I was standing in the hallway between our two interview
rooms, looking through the glass into Interview 1. There were three people in
the room: the chief, Jared Higley, and a fifty-year old guy, gray hair, who
must have been the public defender. I didn’t recognize him. I had hoped Higley
would be assigned a pimply kid just out of law school.

It was a couple hours after our meeting with Larry
Klein. The chief had told me he had set up the interview for four o’clock. I’d said
I’d just as soon he do it without me. I was pretty wrung out, and if I got
Higley in a room I might reach across the table and try to strangle him. The
chief said he’d be happy to do the interview alone, and how he understood. He
had reviewed all the case files in the system and called me to say he was ready
to roll.

Looking through the glass at the three of them, I
was surprised at how confident Jared Higley looked. Kind of like the first time
I’d seen him, when he strolled out of Amber’s bedroom in his underwear,
scratching his stomach, gazing at the refrigerator as we told his girlfriend
that Maricel Salizar had been killed.

Here he was, cuffed to the bar on the table in
Interview 1, but seemingly undisturbed about the situation he found himself in.
And healthy. Usually, guys we charge with murder have a couple of bruises on
their faces. A busted lip. They’re maybe holding their ribs. There’s this
little passageway, right off the main corridor coming in from the rear
entrance, where there’s no CCTV. That’s where they usually slip and fall. Guys
who shoot at cops, they almost always slip and fall there, sometimes more than
once.

The chief must have put a camera in that
passageway when I was gone. I know it’s wrong to work these guys over. By which
I mean, I understand why it’s wrong—in the abstract. But I’ve never met a cop
who thinks it’s wrong. Not when his partner’s lying in a hospital bed, hooked
up to a dozen tubes.

Back before the new chief took over, we’d bring
the guy in. He’d slip and fall a couple times. When we got him in Interview 1,
if he was too stupid to ask for an attorney, we wouldn’t offer. And we wouldn’t
record the interview unless we’d already worn him down, gotten him to write and
sign a statement. The thinking was that we’d get the confession, bring it to
the defender’s office, have him sign off on it, and we’d be able to skip the
trial altogether.

But the new chief was a little more by-the-book.
It wasn’t that he was a pussy or he thought the guy must’ve had a tough
upbringing or any shit like that. It was more that he understood how when you
prosecute a guy, it’s not really you against the guy. It’s you against the
guy’s attorney. And no matter how dumb the attorney, he was never as dumb as
the guy who pulled the trigger. So the chief liked to do everything according
to regs. “Prepare for the appeal,” that was what he said. Have everything ready
so you can win the case, no matter how many times you have to try it.

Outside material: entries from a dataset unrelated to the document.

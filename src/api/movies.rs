//! `/movies/*` endpoints.

use super::models::{Movie, MovieInput};
use crate::error::ApiError;
use crate::gateway::{ApiRequest, Gateway};

pub struct MoviesApi<'a> {
    gateway: &'a Gateway,
}

impl<'a> MoviesApi<'a> {
    #[must_use]
    pub fn new(gateway: &'a Gateway) -> Self {
        Self { gateway }
    }

    /// # Errors
    ///
    /// Any gateway error.
    pub async fn list(&self) -> Result<Vec<Movie>, ApiError> {
        self.gateway.dispatch_json(ApiRequest::get("/movies")).await
    }

    /// # Errors
    ///
    /// Any gateway error; 404 when the movie does not exist.
    pub async fn get(&self, id: i64) -> Result<Movie, ApiError> {
        self.gateway.dispatch_json(ApiRequest::get(format!("/movies/{id}"))).await
    }

    /// Admin only; a reviewer token gets 403, which ends the session.
    ///
    /// # Errors
    ///
    /// Any gateway error.
    pub async fn create(&self, movie: &MovieInput) -> Result<Movie, ApiError> {
        self.gateway.dispatch_json(ApiRequest::post("/movies").json(movie)?).await
    }

    /// # Errors
    ///
    /// Any gateway error.
    pub async fn update(&self, id: i64, movie: &MovieInput) -> Result<Movie, ApiError> {
        self.gateway
            .dispatch_json(ApiRequest::put(format!("/movies/{id}")).json(movie)?)
            .await
    }

    /// # Errors
    ///
    /// Any gateway error.
    pub async fn delete(&self, id: i64) -> Result<(), ApiError> {
        self.gateway.dispatch_empty(ApiRequest::delete(format!("/movies/{id}"))).await
    }

    /// # Errors
    ///
    /// Any gateway error.
    pub async fn top_rated(&self) -> Result<Vec<Movie>, ApiError> {
        self.gateway.dispatch_json(ApiRequest::get("/movies/top-rated")).await
    }

    /// # Errors
    ///
    /// Any gateway error.
    pub async fn trending(&self) -> Result<Vec<Movie>, ApiError> {
        self.gateway.dispatch_json(ApiRequest::get("/movies/trending")).await
    }

    /// # Errors
    ///
    /// Any gateway error.
    pub async fn search(&self, query: &str) -> Result<Vec<Movie>, ApiError> {
        self.gateway
            .dispatch_json(ApiRequest::get("/movies/search").query("query", query))
            .await
    }

    /// Recommendations for the caller, or for `user_id` when given.
    ///
    /// # Errors
    ///
    /// Any gateway error.
    pub async fn recommendations(&self, user_id: Option<i64>) -> Result<Vec<Movie>, ApiError> {
        let mut request = ApiRequest::get("/movies/recommendations");
        if let Some(user_id) = user_id {
            request = request.query("userId", user_id);
        }
        self.gateway.dispatch_json(request).await
    }

    /// # Errors
    ///
    /// Any gateway error.
    pub async fn by_genre(&self, genre: &str) -> Result<Vec<Movie>, ApiError> {
        self.gateway
            .dispatch_json(ApiRequest::get("/movies/category").segment(genre))
            .await
    }
}
//! Authenticated request gateway — the only way out to the backend.
//!
//! SYSTEM CONTEXT
//! ==============
//! Every backend call is an `ApiRequest` handed to `Gateway::dispatch`.
//! On the way out the current bearer token (if any) is attached. On the
//! way back a 401 or 403 is treated as a global trust failure: the session
//! is logged out and a hard reset to the login path is fired before the
//! error is returned to the caller.
//!
//! ERROR HANDLING
//! ==============
//! All other statuses pass through untouched. There is no retry, backoff,
//! or timeout policy here; transport defaults apply.

use std::sync::Arc;

use reqwest::header::{AUTHORIZATION, CONTENT_TYPE, HeaderValue};
use reqwest::{Method, Url};
use serde::Serialize;
use serde::de::DeserializeOwned;
use serde_json::Value;

use crate::api::AuthApi;
use crate::error::{ApiError, error_message_from_body};
use crate::navigation::{Navigator, ResetReason};
use crate::session::{Authenticator, Credentials, LoginResponse, SessionStore};

// =============================================================================
// REQUEST
// =============================================================================

#[derive(Debug, Clone, PartialEq)]
enum RequestBody {
    Json(Value),
    Text(String),
}

/// Outbound call description, relative to the configured base URL.
#[derive(Debug, Clone, PartialEq)]
pub struct ApiRequest {
    method: Method,
    path: String,
    segments: Vec<String>,
    query: Vec<(String, String)>,
    body: Option<RequestBody>,
}

impl ApiRequest {
    #[must_use]
    pub fn new(method: Method, path: impl Into<String>) -> Self {
        Self { method, path: path.into(), segments: Vec::new(), query: Vec::new(), body: None }
    }

    #[must_use]
    pub fn get(path: impl Into<String>) -> Self {
        Self::new(Method::GET, path)
    }

    #[must_use]
    pub fn post(path: impl Into<String>) -> Self {
        Self::new(Method::POST, path)
    }

    #[must_use]
    pub fn put(path: impl Into<String>) -> Self {
        Self::new(Method::PUT, path)
    }

    #[must_use]
    pub fn delete(path: impl Into<String>) -> Self {
        Self::new(Method::DELETE, path)
    }

    /// Append one path segment after `path`. The value is percent-encoded,
    /// so `/`, `?` and `#` stay inside the segment.
    #[must_use]
    pub fn segment(mut self, value: impl ToString) -> Self {
        self.segments.push(value.to_string());
        self
    }

    #[must_use]
    pub fn query(mut self, key: &str, value: impl ToString) -> Self {
        self.query.push((key.to_owned(), value.to_string()));
        self
    }

    /// Attach a JSON body.
    ///
    /// # Errors
    ///
    /// Returns [`ApiError::Decode`] if `body` cannot be serialized.
    pub fn json<T: Serialize + ?Sized>(mut self, body: &T) -> Result<Self, ApiError> {
        self.body = Some(RequestBody::Json(serde_json::to_value(body)?));
        Ok(self)
    }

    /// Attach a `text/plain` body.
    #[must_use]
    pub fn text(mut self, body: impl Into<String>) -> Self {
        self.body = Some(RequestBody::Text(body.into()));
        self
    }

    #[must_use]
    pub fn method(&self) -> &Method {
        &self.method
    }

    #[must_use]
    pub fn path(&self) -> &str {
        &self.path
    }
}

// =============================================================================
// GATEWAY
// =============================================================================

#[derive(Clone)]
pub struct Gateway {
    http: reqwest::Client,
    base_url: String,
    login_path: String,
    session: Arc<SessionStore>,
    navigator: Navigator,
}

impl Gateway {
    /// # Errors
    ///
    /// Returns [`ApiError::Transport`] if the HTTP client cannot be built.
    pub fn new(
        base_url: &str,
        login_path: &str,
        session: Arc<SessionStore>,
        navigator: Navigator,
    ) -> Result<Self, ApiError> {
        let http = reqwest::Client::builder().build()?;
        Ok(Self {
            http,
            base_url: base_url.trim_end_matches('/').to_owned(),
            login_path: login_path.to_owned(),
            session,
            navigator,
        })
    }

    #[must_use]
    pub fn base_url(&self) -> &str {
        &self.base_url
    }

    /// Turn an `ApiRequest` into the exact request that would go on the wire,
    /// with the bearer credential attached when a token is present.
    ///
    /// # Errors
    ///
    /// - [`ApiError::InvalidUrl`] if base URL and path do not parse.
    /// - [`ApiError::InvalidHeader`] if the stored token is not a legal
    ///   header value.
    /// - [`ApiError::Transport`] if the request cannot be assembled.
    pub fn build(&self, request: ApiRequest) -> Result<reqwest::Request, ApiError> {
        let mut url = Url::parse(&format!("{}{}", self.base_url, request.path))
            .map_err(|e| ApiError::InvalidUrl(e.to_string()))?;
        if !request.segments.is_empty() {
            url.path_segments_mut()
                .map_err(|()| ApiError::InvalidUrl(self.base_url.clone()))?
                .extend(&request.segments);
        }
        let mut builder = self.http.request(request.method, url);
        if !request.query.is_empty() {
            builder = builder.query(&request.query);
        }
        builder = match request.body {
            Some(RequestBody::Json(value)) => builder.json(&value),
            Some(RequestBody::Text(text)) => builder.header(CONTENT_TYPE, "text/plain").body(text),
            None => builder,
        };
        if let Some(token) = self.session.token() {
            let mut value = HeaderValue::from_str(&format!("Bearer {token}"))?;
            value.set_sensitive(true);
            builder = builder.header(AUTHORIZATION, value);
        }
        Ok(builder.build()?)
    }

    /// Send a request and hand back the raw response on 2xx.
    ///
    /// # Errors
    ///
    /// - [`ApiError::Transport`] when no response arrived.
    /// - [`ApiError::Status`] for any non-2xx status. For 401/403 the
    ///   session has already been cleared and a hard reset fired.
    pub async fn dispatch(&self, request: ApiRequest) -> Result<reqwest::Response, ApiError> {
        let request = self.build(request)?;
        let method = request.method().clone();
        let path = request.url().path().to_owned();
        tracing::debug!(%method, %path, authenticated = request.headers().contains_key(AUTHORIZATION), "dispatch");

        let response = self.http.execute(request).await?;
        let status = response.status();
        if status.is_success() {
            return Ok(response);
        }

        let body = response.text().await.unwrap_or_default();
        let message = error_message_from_body(&body);
        let status = status.as_u16();

        if let Some(reason) = ResetReason::from_status(status) {
            tracing::warn!(status, %method, %path, "authorization failure; invalidating session");
            self.session.logout();
            self.navigator.hard_reset(&self.login_path, reason);
        } else {
            tracing::debug!(status, %method, %path, %message, "backend error");
        }

        Err(ApiError::Status { status, message })
    }

    /// Dispatch and decode a JSON body.
    ///
    /// # Errors
    ///
    /// As [`Gateway::dispatch`], plus [`ApiError::Decode`] for a body of the
    /// wrong shape.
    pub async fn dispatch_json<T: DeserializeOwned>(&self, request: ApiRequest) -> Result<T, ApiError> {
        let bytes = self.dispatch(request).await?.bytes().await?;
        Ok(serde_json::from_slice(&bytes)?)
    }

    /// Dispatch and return the body as text.
    ///
    /// # Errors
    ///
    /// As [`Gateway::dispatch`].
    pub async fn dispatch_text(&self, request: ApiRequest) -> Result<String, ApiError> {
        Ok(self.dispatch(request).await?.text().await?)
    }

    /// Dispatch and discard the body.
    ///
    /// # Errors
    ///
    /// As [`Gateway::dispatch`].
    pub async fn dispatch_empty(&self, request: ApiRequest) -> Result<(), ApiError> {
        self.dispatch(request).await?;
        Ok(())
    }
}

#[async_trait::async_trait]
impl Authenticator for Gateway {
    async fn authenticate(&self, credentials: &Credentials) -> Result<LoginResponse, ApiError> {
        AuthApi::new(self).login(&credentials.email, &credentials.password).await
    }
}

#[cfg(test)]
#[path = "gateway_test.rs"]
mod tests;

He was right, of course. But that didn’t make me
any happier. In my new sober state of mind, however, it did help me understand
my limitations a little better. So I decided I’d let him and Larry Klein figure
out how to work this guy.

I looked through the glass, watching the dance.
The chief saying something, the attorney responding. Higley leaning in to
whisper something to the lawyer. I turned on the speaker to listen in.

 “We don’t think you meant to kill Maricel, Jared.”
The chief was talking. His hand was extended, like he was saying we’re all
adults here. Things can sort of happen. But we can work this out. “Way we see
it, you got in an argument with her about that three-way, and things just got
out of hand. Maybe she’d yanked the earring out and you got pissed. Anyone
would understand that. And you just went for the knife. You weren’t even going
to stab her. Maybe you were just trying to defend yourself. But the two of you
were wrestling for it, and she got stabbed. We could see involuntary manslaughter.”

It sounded like the chief knew he couldn’t get
Higley on murder, so he was hoping to get something else. I turned off the speaker
and left the corridor. I headed back to the detectives’ bullpen. I glanced at
my desk and Ryan’s, head-to-head near the center of the room. I walked over to
the coatrack, grabbed my coat, and headed down to the parking spots out back. I
drove over to the hospital, got Ryan’s room number, and headed up to the third
floor, where the ICU is.

There were ten beds in the ICU, arranged in two
rows of five. Down near the end of one of the rows, I saw his wife.

I walked over to her. “You must be Kali.”

She looked startled as she turned to face me. “Karen?”
She had an infant in her arms, a little boy. She shifted him to her other arm
and pulled me in for a kiss.

I’d never met her. I don’t socialize much, never
have. I’d made a point of not going over to Ryan’s house, even though he’d
invited me six or eight times—for dinner, picnics, all kinds of things. The
good reason was that I knew a little of me goes a long way, and an eight-hour
shift, five days a week, is more than a little of me. These were precious years
for Ryan and Kali, with a three-year old and an infant. I didn’t want to
intrude.

The real reason, though, was that I was ashamed. Of
myself, of my drinking—and some other things. He must have told his wife about
how I crashed and burned, been fired, then disappeared into a bottle of Jack
Daniel’s for half a year. I just didn’t want to be in a room with her, making
small talk. She didn’t do anything wrong; she shouldn’t have to do that.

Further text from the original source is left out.